- [TASK DETAILS] Where does the word "over" occur in the data below? Copy each line that holds it.

- [THE DATA]

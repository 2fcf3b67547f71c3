// ABOUTME: Turns a generic "call this operation with these arguments" request into an HTTP call
// ABOUTME: Classifies parameters, validates required ones, substitutes paths, and injects auth
//
// SPDX-License-Identifier: MIT OR Apache-2.0
// Copyright (c) 2026 dravr.ai

//! # Call Dispatch
//!
//! [`CallDispatcher`] runs the `call_api` pipeline against one resolved
//! [`ApiEntry`]:
//!
//! 1. resolve the operationId (exact, then case-insensitive)
//! 2. classify each declared parameter by location; path/query/header values
//!    are stringified, body values keep their JSON type
//! 3. caller-supplied headers go in first, declared header parameters after
//! 4. every missing required parameter is reported at once, before any I/O
//! 5. `{name}` placeholders are substituted; unsupplied optional ones stay
//! 6. the API's fixed credential is added unless the caller sent `Authorization`
//! 7. the request is sent through the entry's [`HttpClient`](crate::http::HttpClient)
//! 8. the response (or transport failure) becomes agent-readable text
//!
//! Every failure here is a value ([`CallError`]), never a panic or protocol fault.

use std::fmt;

use serde_json::{Map, Value};
use tracing::{info, warn};

use crate::http::{HttpResponse, OutboundRequest};
use crate::registry::ApiEntry;
use crate::types::{EndpointRecord, ParamLocation};

/// Header carrying the fixed per-API credential
const AUTHORIZATION: &str = "Authorization";

/// Why a call produced no HTTP response
#[derive(Debug, Clone, PartialEq, Eq)]
pub enum CallError {
    /// No endpoint with this operationId
    UnknownOperation(String),
    /// `parameters` or `headers` was not a JSON object
    InvalidArguments(String),
    /// Required parameters were absent or null, as `name (location)` labels
    MissingParameters {
        /// The resolved operationId
        operation_id: String,
        /// Every missing parameter in declaration order
        missing: Vec<String>,
    },
    /// The HTTP client failed (connection, timeout, invalid URL, ...)
    Transport(String),
}

impl fmt::Display for CallError {
    fn fmt(&self, f: &mut fmt::Formatter<'_>) -> fmt::Result {
        match self {
            Self::UnknownOperation(id) => write!(
                f,
                "Endpoint not found: {id}\nUse search_api or list_api_endpoints to find valid operationIds."
            ),
            Self::InvalidArguments(msg) => f.write_str(msg),
            Self::MissingParameters {
                operation_id,
                missing,
            } => write!(
                f,
                "Missing required parameters: {}\n\nUse search_api with operationId '{operation_id}' to see all parameter details.",
                missing.join(", ")
            ),
            Self::Transport(msg) => write!(f, "API call failed: {msg}"),
        }
    }
}

/// A validated request, ready to send
#[derive(Debug, Clone, PartialEq)]
pub struct PreparedCall {
    /// The resolved operationId (canonical casing)
    pub operation_id: String,
    /// The outbound request
    pub request: OutboundRequest,
    /// `{name}` placeholders left in the path because no value was supplied
    pub unresolved_placeholders: Vec<String>,
}

/// Executes `call_api` invocations against one registered API
pub struct CallDispatcher<'a> {
    entry: &'a ApiEntry,
}

impl<'a> CallDispatcher<'a> {
    /// Create a dispatcher for the given API
    pub const fn new(entry: &'a ApiEntry) -> Self {
        Self { entry }
    }

    /// Resolve the operation and build the outbound request without sending it
    ///
    /// `parameters` and `headers` may be absent or `null`; otherwise they must
    /// be JSON objects.
    pub fn prepare(
        &self,
        operation_id: &str,
        parameters: Option<&Value>,
        headers: Option<&Value>,
    ) -> Result<PreparedCall, CallError> {
        let endpoint = self
            .entry
            .catalog()
            .by_operation_id(operation_id)
            .ok_or_else(|| CallError::UnknownOperation(operation_id.to_owned()))?;

        let args = object_argument("parameters", parameters)?;
        let custom_headers = object_argument("headers", headers)?;

        let mut path_values: Vec<(&str, String)> = Vec::new();
        let mut query = Vec::new();
        let mut header_values = Vec::new();
        let mut body = Map::new();

        if let Some(custom) = custom_headers {
            for (name, value) in custom {
                if !value.is_null() {
                    upsert_header(&mut header_values, name, stringify(value));
                }
            }
        }

        for param in &endpoint.parameters {
            let Some(value) = args.and_then(|a| a.get(&param.name)).filter(|v| !v.is_null()) else {
                continue;
            };
            match param.location {
                ParamLocation::Path => path_values.push((param.name.as_str(), stringify(value))),
                ParamLocation::Query => query.push((param.name.clone(), stringify(value))),
                ParamLocation::Header => upsert_header(&mut header_values, &param.name, stringify(value)),
                ParamLocation::Body => {
                    body.insert(param.name.clone(), value.clone());
                }
            }
        }

        let missing = missing_required(endpoint, args);
        if !missing.is_empty() {
            return Err(CallError::MissingParameters {
                operation_id: endpoint.operation_id.clone(),
                missing,
            });
        }

        let (path, unresolved_placeholders) = substitute_path(&endpoint.path, &path_values);
        if !unresolved_placeholders.is_empty() {
            warn!(
                operation_id = %endpoint.operation_id,
                path = %path,
                unresolved = ?unresolved_placeholders,
                "Path placeholders left unresolved"
            );
        }

        if let Some(auth) = self.entry.auth() {
            if !header_values
                .iter()
                .any(|(k, _)| k.eq_ignore_ascii_case(AUTHORIZATION))
            {
                header_values.push((AUTHORIZATION.to_owned(), auth.to_owned()));
            }
        }

        Ok(PreparedCall {
            operation_id: endpoint.operation_id.clone(),
            request: OutboundRequest {
                method: endpoint.method,
                path,
                query,
                headers: header_values,
                body: (!body.is_empty()).then_some(Value::Object(body)),
            },
            unresolved_placeholders,
        })
    }

    /// Run the whole pipeline and return the formatted response text
    pub async fn call(
        &self,
        operation_id: &str,
        parameters: Option<&Value>,
        headers: Option<&Value>,
    ) -> Result<String, CallError> {
        let prepared = self.prepare(operation_id, parameters, headers)?;
        let request = &prepared.request;

        match self.entry.client().send(request).await {
            Ok(response) => {
                info!(
                    api = %self.entry.name(),
                    operation_id = %prepared.operation_id,
                    method = %request.method,
                    path = %request.path,
                    status = response.status,
                    "API call completed"
                );
                Ok(format_response(request, &response))
            }
            Err(e) => {
                warn!(
                    api = %self.entry.name(),
                    operation_id = %prepared.operation_id,
                    method = %request.method,
                    path = %request.path,
                    error = %e,
                    "API call failed"
                );
                Err(CallError::Transport(e.message))
            }
        }
    }
}

/// Accept an absent/null argument or a JSON object; reject anything else
fn object_argument<'v>(
    name: &str,
    value: Option<&'v Value>,
) -> Result<Option<&'v Map<String, Value>>, CallError> {
    match value {
        None | Some(Value::Null) => Ok(None),
        Some(Value::Object(map)) => Ok(Some(map)),
        Some(other) => Err(CallError::InvalidArguments(format!(
            "'{name}' must be a JSON object, got: {other}"
        ))),
    }
}

/// Text passes through verbatim; everything else uses its compact JSON form
pub fn stringify(value: &Value) -> String {
    match value {
        Value::String(s) => s.clone(),
        other => other.to_string(),
    }
}

/// Set a header, replacing an earlier one with the same case-insensitive name
fn upsert_header(headers: &mut Vec<(String, String)>, name: &str, value: String) {
    match headers.iter_mut().find(|(k, _)| k.eq_ignore_ascii_case(name)) {
        Some(existing) => *existing = (name.to_owned(), value),
        None => headers.push((name.to_owned(), value)),
    }
}

/// `name (location)` labels for required parameters that are absent or null
fn missing_required(endpoint: &EndpointRecord, args: Option<&Map<String, Value>>) -> Vec<String> {
    endpoint
        .parameters
        .iter()
        .filter(|p| p.required)
        .filter(|p| args.and_then(|a| a.get(&p.name)).is_none_or(Value::is_null))
        .map(|p| format!("{} ({})", p.name, p.location))
        .collect()
}

/// Fill `{name}` placeholders in one left-to-right pass over the template
///
/// Inserted values are never rescanned. Placeholders with no supplied value
/// stay literal and their names are returned alongside the path.
pub fn substitute_path(template: &str, values: &[(&str, String)]) -> (String, Vec<String>) {
    let mut path = String::with_capacity(template.len());
    let mut unresolved = Vec::new();
    let mut rest = template;

    while let Some(start) = rest.find('{') {
        let Some(len) = rest[start + 1..].find('}') else {
            break;
        };
        let name = &rest[start + 1..start + 1 + len];
        path.push_str(&rest[..start]);
        match values.iter().find(|(n, _)| *n == name) {
            Some((_, value)) => path.push_str(value),
            None => {
                path.push_str(&rest[start..=start + 1 + len]);
                unresolved.push(name.to_owned());
            }
        }
        rest = &rest[start + len + 2..];
    }

    path.push_str(rest);
    (path, unresolved)
}

/// Render a response as the text block returned to the agent
///
/// JSON bodies are pretty-printed; other bodies are shown verbatim.
pub fn format_response(request: &OutboundRequest, response: &HttpResponse) -> String {
    let mut out = String::from("=== HTTP Response ===\n");
    out.push_str(&format!("Request: {} {}\n", request.method, request.path));
    out.push_str(&format!("Status: {response}\n\n"));

    out.push_str("Response body:\n");
    if response.body.trim().is_empty() {
        out.push_str("(empty response body)");
        return out;
    }

    match serde_json::from_str::<Value>(&response.body)
        .ok()
        .and_then(|v| serde_json::to_string_pretty(&v).ok())
    {
        Some(pretty) => out.push_str(&pretty),
        None => out.push_str(&response.body),
    }
    out
}
// ABOUTME: Transport abstraction for MCP server communication channels
// ABOUTME: Defines the McpTransport trait implemented by the line-delimited stream transport
//
// SPDX-License-Identifier: MIT OR Apache-2.0
// Copyright (c) 2026 dravr.ai

pub mod stdio;

use std::sync::Arc;

use apiscout::ApiError;
use async_trait::async_trait;

use crate::server::McpServer;

/// Transport layer for MCP JSON-RPC message exchange
///
/// Implementations handle the mechanics of reading requests and writing
/// responses over a specific channel.
#[async_trait]
pub trait McpTransport: Send {
    /// Start serving MCP requests, returning when the input stream closes
    async fn serve(self, server: Arc<McpServer>) -> Result<(), ApiError>;
}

- [OUTPUT FOR THIS TASK]
/// Fill `{name}` placeholders in one left-to-right pass over the template
/// responses over a specific channel.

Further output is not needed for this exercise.